Rather than showing large, global deficits, the results indicate that social difficulties linked to autism may reflect differences that appear under particular interaction conditions or when tasks are demanding—rather than a general inability to read facial emotions.
Co-author Matthew Flinders Distinguished Emeritus Professor of Psychology, Neil Brewer, explains that by using a wide range of emotions, presented in multiple ways, the study found autistic individuals were, on average, only slightly less accurate and somewhat slower in classifying emotions.
“These results challenge the idea that autistic adults are disproportionately overwhelmed by dynamic or complex emotional cues and unable to recognise specific emotions,” Professor Brewer said.

Performance overlapped substantially between the two groups; only a small subgroup of autistic participants scored below the range of non-autistic participants. Group differences remained consistent across how the emotions were shown, the type of response required, and the specific emotions tested.
The researchers also measured metacognitive awareness—how well people understood whether their emotion judgments were correct. Although individuals varied widely in their self-awareness, there was no evidence of systematic differences between autistic and non-autistic participants.
“The rigorous methods in these studies refine our understanding of emotion processing in autism and highlight capabilities that have often been overlooked,” the authors note.
They add that future progress will likely depend on capturing emotion recognition and reactions in realistic situations, such as live social interactions or immersive virtual reality, where subtle differences may be more detectable.
About this autism research news
Author: Yaz Dedovic
Source: Flinders University
Contact: Yaz Dedovic – Flinders University
Image: The image is in the public domain
Original Research: Open access.
“Facing up to others’ emotions: No evidence of autism-related deficits in metacognitive awareness of emotion recognition” by Marie Georgopoulos et al. Autism Research
Abstract
Facing up to others’ emotions: No evidence of autism-related deficits in metacognitive awareness of emotion recognition
Difficulties recognising emotions in others are often thought to contribute to social and communicative challenges experienced by autistic people. Awareness of these difficulties—metacognitive insight—could be important for identifying and using strategies that reduce their impact.

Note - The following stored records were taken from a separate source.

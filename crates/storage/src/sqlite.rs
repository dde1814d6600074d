use std::path::Path;

use rusqlite::{Connection, OptionalExtension};
use tracing::debug;

use calctree_core::{
    CalculationId, CalculationRecord, CalculationView, NewCalculation, Operation, UserId,
    UserRecord,
};

use crate::error::StorageError;
use crate::traits::CalculationStore;

const RECORD_COLUMNS: &str =
    "c.id, c.user_id, c.parent_id, c.value, c.operation, c.operand, c.created_at";

/// Store decimals as the shortest string that parses back to the same f64.
fn format_decimal(n: f64) -> String {
    n.to_string()
}

fn parse_decimal(s: &str, label: &str) -> Result<f64, StorageError> {
    s.parse::<f64>()
        .map_err(|e| StorageError::Serialization(format!("invalid {label} {s:?}: {e}")))
}

/// Map a constraint failure to a readable error, pass everything else through.
fn constraint_error(e: rusqlite::Error, what: &str) -> StorageError {
    match e {
        rusqlite::Error::SqliteFailure(err, msg)
            if err.code == rusqlite::ErrorCode::ConstraintViolation =>
        {
            StorageError::ConstraintViolation(format!(
                "{what}: {}",
                msg.unwrap_or_else(|| "constraint failed".to_string())
            ))
        }
        other => StorageError::Sqlite(other),
    }
}

pub struct SqliteStore {
    conn: Connection,
}

impl SqliteStore {
    pub fn open(path: impl AsRef<Path>) -> Result<Self, StorageError> {
        let path = path.as_ref();
        let conn = Connection::open(path)?;
        crate::schema::init_schema(&conn)?;
        debug!(path = %path.display(), "opened calculation store");
        Ok(Self { conn })
    }

    pub fn open_in_memory() -> Result<Self, StorageError> {
        let conn = Connection::open_in_memory()?;
        crate::schema::init_schema(&conn)?;
        Ok(Self { conn })
    }

    pub fn conn(&self) -> &Connection {
        &self.conn
    }

    fn query_records(
        &self,
        sql: &str,
        params: impl rusqlite::Params,
    ) -> Result<Vec<CalculationRecord>, StorageError> {
        let mut stmt = self.conn.prepare(sql)?;
        let rows = stmt.query_map(params, raw_record)?;

        let mut result = Vec::new();
        for row in rows {
            result.push(row?.into_record()?);
        }
        Ok(result)
    }

    fn query_views(
        &self,
        sql: &str,
        params: impl rusqlite::Params,
    ) -> Result<Vec<CalculationView>, StorageError> {
        let mut stmt = self.conn.prepare(sql)?;
        let rows = stmt.query_map(params, |row| {
            let raw = raw_record(row)?;
            let username: String = row.get(7)?;
            Ok((raw, username))
        })?;

        let mut result = Vec::new();
        for row in rows {
            let (raw, username) = row?;
            result.push(CalculationView::new(raw.into_record()?, username));
        }
        Ok(result)
    }
}

/// Column values as SQLite hands them back, before decimal parsing.
struct RawRecord {
    id: i64,
    user_id: i64,
    parent_id: Option<i64>,
    value: String,
    operation: Option<String>,
    operand: Option<String>,
    created_at: i64,
}

fn raw_record(row: &rusqlite::Row) -> rusqlite::Result<RawRecord> {
    Ok(RawRecord {
        id: row.get(0)?,
        user_id: row.get(1)?,
        parent_id: row.get(2)?,
        value: row.get(3)?,
        operation: row.get(4)?,
        operand: row.get(5)?,
        created_at: row.get(6)?,
    })
}

impl RawRecord {
    fn into_record(self) -> Result<CalculationRecord, StorageError> {
        let operation = self.operation.as_deref().map(Operation::parse).transpose()?;
        let operand = self
            .operand
            .as_deref()
            .map(|s| parse_decimal(s, "operand"))
            .transpose()?;
        Ok(CalculationRecord {
            id: CalculationId::new(self.id),
            user_id: UserId::new(self.user_id),
            parent_id: self.parent_id.map(CalculationId::new),
            value: parse_decimal(&self.value, "value")?,
            operation,
            operand,
            created_at: self.created_at,
        })
    }
}

fn read_user(row: &rusqlite::Row) -> rusqlite::Result<UserRecord> {
    Ok(UserRecord {
        id: UserId::new(row.get(0)?),
        username: row.get(1)?,
        created_at: row.get(2)?,
    })
}

impl CalculationStore for SqliteStore {
    fn fetch_by_id(&self, id: CalculationId) -> Result<Option<CalculationRecord>, StorageError> {
        let mut records = self.query_records(
            &format!("SELECT {RECORD_COLUMNS} FROM calculations c WHERE c.id = ?1"),
            rusqlite::params![id.get()],
        )?;
        Ok(records.pop())
    }

    fn fetch_view_by_id(&self, id: CalculationId) -> Result<Option<CalculationView>, StorageError> {
        let mut views = self.query_views(
            &format!(
                "SELECT {RECORD_COLUMNS}, u.username FROM calculations c
                 JOIN users u ON u.id = c.user_id
                 WHERE c.id = ?1"
            ),
            rusqlite::params![id.get()],
        )?;
        Ok(views.pop())
    }

    fn fetch_children(
        &self,
        parent_id: CalculationId,
    ) -> Result<Vec<CalculationRecord>, StorageError> {
        let records = self.query_records(
            &format!(
                "SELECT {RECORD_COLUMNS} FROM calculations c
                 WHERE c.parent_id = ?1
                 ORDER BY c.created_at, c.id"
            ),
            rusqlite::params![parent_id.get()],
        )?;
        debug!(parent = %parent_id, rows = records.len(), "fetched children");
        Ok(records)
    }

    fn fetch_roots(&self) -> Result<Vec<CalculationRecord>, StorageError> {
        self.query_records(
            &format!(
                "SELECT {RECORD_COLUMNS} FROM calculations c
                 WHERE c.parent_id IS NULL
                 ORDER BY c.created_at DESC, c.id DESC"
            ),
            rusqlite::params![],
        )
    }

    fn fetch_all_with_usernames(&self) -> Result<Vec<CalculationView>, StorageError> {
        let views = self.query_views(
            &format!(
                "SELECT {RECORD_COLUMNS}, u.username FROM calculations c
                 JOIN users u ON u.id = c.user_id
                 ORDER BY c.created_at, c.id"
            ),
            rusqlite::params![],
        )?;
        debug!(rows = views.len(), "fetched all calculations");
        Ok(views)
    }

    fn fetch_subtree(&self, root_id: CalculationId) -> Result<Vec<CalculationView>, StorageError> {
        let views = self.query_views(
            &format!(
                "WITH RECURSIVE tree (id, depth) AS (
                     SELECT id, 0 FROM calculations WHERE id = ?1
                     UNION ALL
                     SELECT c.id, t.depth + 1 FROM calculations c
                     JOIN tree t ON c.parent_id = t.id
                 )
                 SELECT {RECORD_COLUMNS}, u.username FROM tree t
                 JOIN calculations c ON c.id = t.id
                 JOIN users u ON u.id = c.user_id
                 ORDER BY t.depth, c.created_at, c.id"
            ),
            rusqlite::params![root_id.get()],
        )?;
        debug!(root = %root_id, rows = views.len(), "fetched subtree");
        Ok(views)
    }

    fn insert(&mut self, calculation: &NewCalculation) -> Result<CalculationRecord, StorageError> {
        let derivation = calculation.derivation;
        let raw = self
            .conn
            .query_row(
                "INSERT INTO calculations (user_id, parent_id, value, operation, operand)
                 VALUES (?1, ?2, ?3, ?4, ?5)
                 RETURNING id, user_id, parent_id, value, operation, operand, created_at",
                rusqlite::params![
                    calculation.user_id.get(),
                    derivation.map(|d| d.parent_id.get()),
                    format_decimal(calculation.value),
                    derivation.map(|d| d.operation.symbol()),
                    derivation.map(|d| format_decimal(d.operand)),
                ],
                raw_record,
            )
            .map_err(|e| constraint_error(e, "insert calculation"))?;
        let record = raw.into_record()?;
        debug!(
            id = %record.id,
            user = %record.user_id,
            parent = ?record.parent_id.map(|p| p.get()),
            value = record.value,
            "inserted calculation"
        );
        Ok(record)
    }

    fn count(&self) -> Result<u64, StorageError> {
        let count: i64 = self
            .conn
            .query_row("SELECT COUNT(*) FROM calculations", [], |row| row.get(0))?;
        Ok(count as u64)
    }

    fn insert_user(&mut self, username: &str) -> Result<UserRecord, StorageError> {
        let result = self.conn.query_row(
            "INSERT INTO users (username) VALUES (?1) RETURNING id, username, created_at",
            rusqlite::params![username],
            read_user,
        );
        match result {
            Ok(user) => {
                debug!(id = %user.id, username = %user.username, "inserted user");
                Ok(user)
            }
            Err(rusqlite::Error::SqliteFailure(err, _))
                if err.extended_code == rusqlite::ffi::SQLITE_CONSTRAINT_UNIQUE =>
            {
                Err(StorageError::UsernameTaken(username.to_string()))
            }
            Err(e) => Err(constraint_error(e, "insert user")),
        }
    }

    fn fetch_user_by_name(&self, username: &str) -> Result<Option<UserRecord>, StorageError> {
        let user = self
            .conn
            .query_row(
                "SELECT id, username, created_at FROM users WHERE username = ?1",
                rusqlite::params![username],
                read_user,
            )
            .optional()?;
        Ok(user)
    }
}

This study assessed metacognitive awareness of facial emotion recognition in autistic (N = 63) and non-autistic (N = 67) adults across multiple conditions: static, dynamic and social face stimuli; free- and forced-report response formats; and four different sets combining six “basic” and six “complex” emotions.
Analyses linking individual recognition accuracy to post-response confidence revealed no indication that autistic participants were worse at discriminating correct from incorrect responses than non-autistic participants. Both groups showed substantial variability between individuals.
While the autistic group was, on average, slightly less accurate and slower at recognising emotions, confidence–accuracy calibration showed no reduced sensitivity to fluctuations in performance. Increases in accuracy were associated with higher confidence for both groups, producing similar calibration curves across stimulus type, response format and emotion.
Both groups’ calibration curves did show overconfidence at the highest confidence levels (overall accuracy lower than mean confidence), with the non-autistic group contributing more responses rated at 90%–100% confidence.
Comparisons of faster and slower responders found no evidence of a “hard–easy” effect (overconfidence on difficult tasks and underconfidence on easy tasks). This suggests that the slower responses observed in autistic participants may reflect different strategic choices rather than a simple processing speed limitation.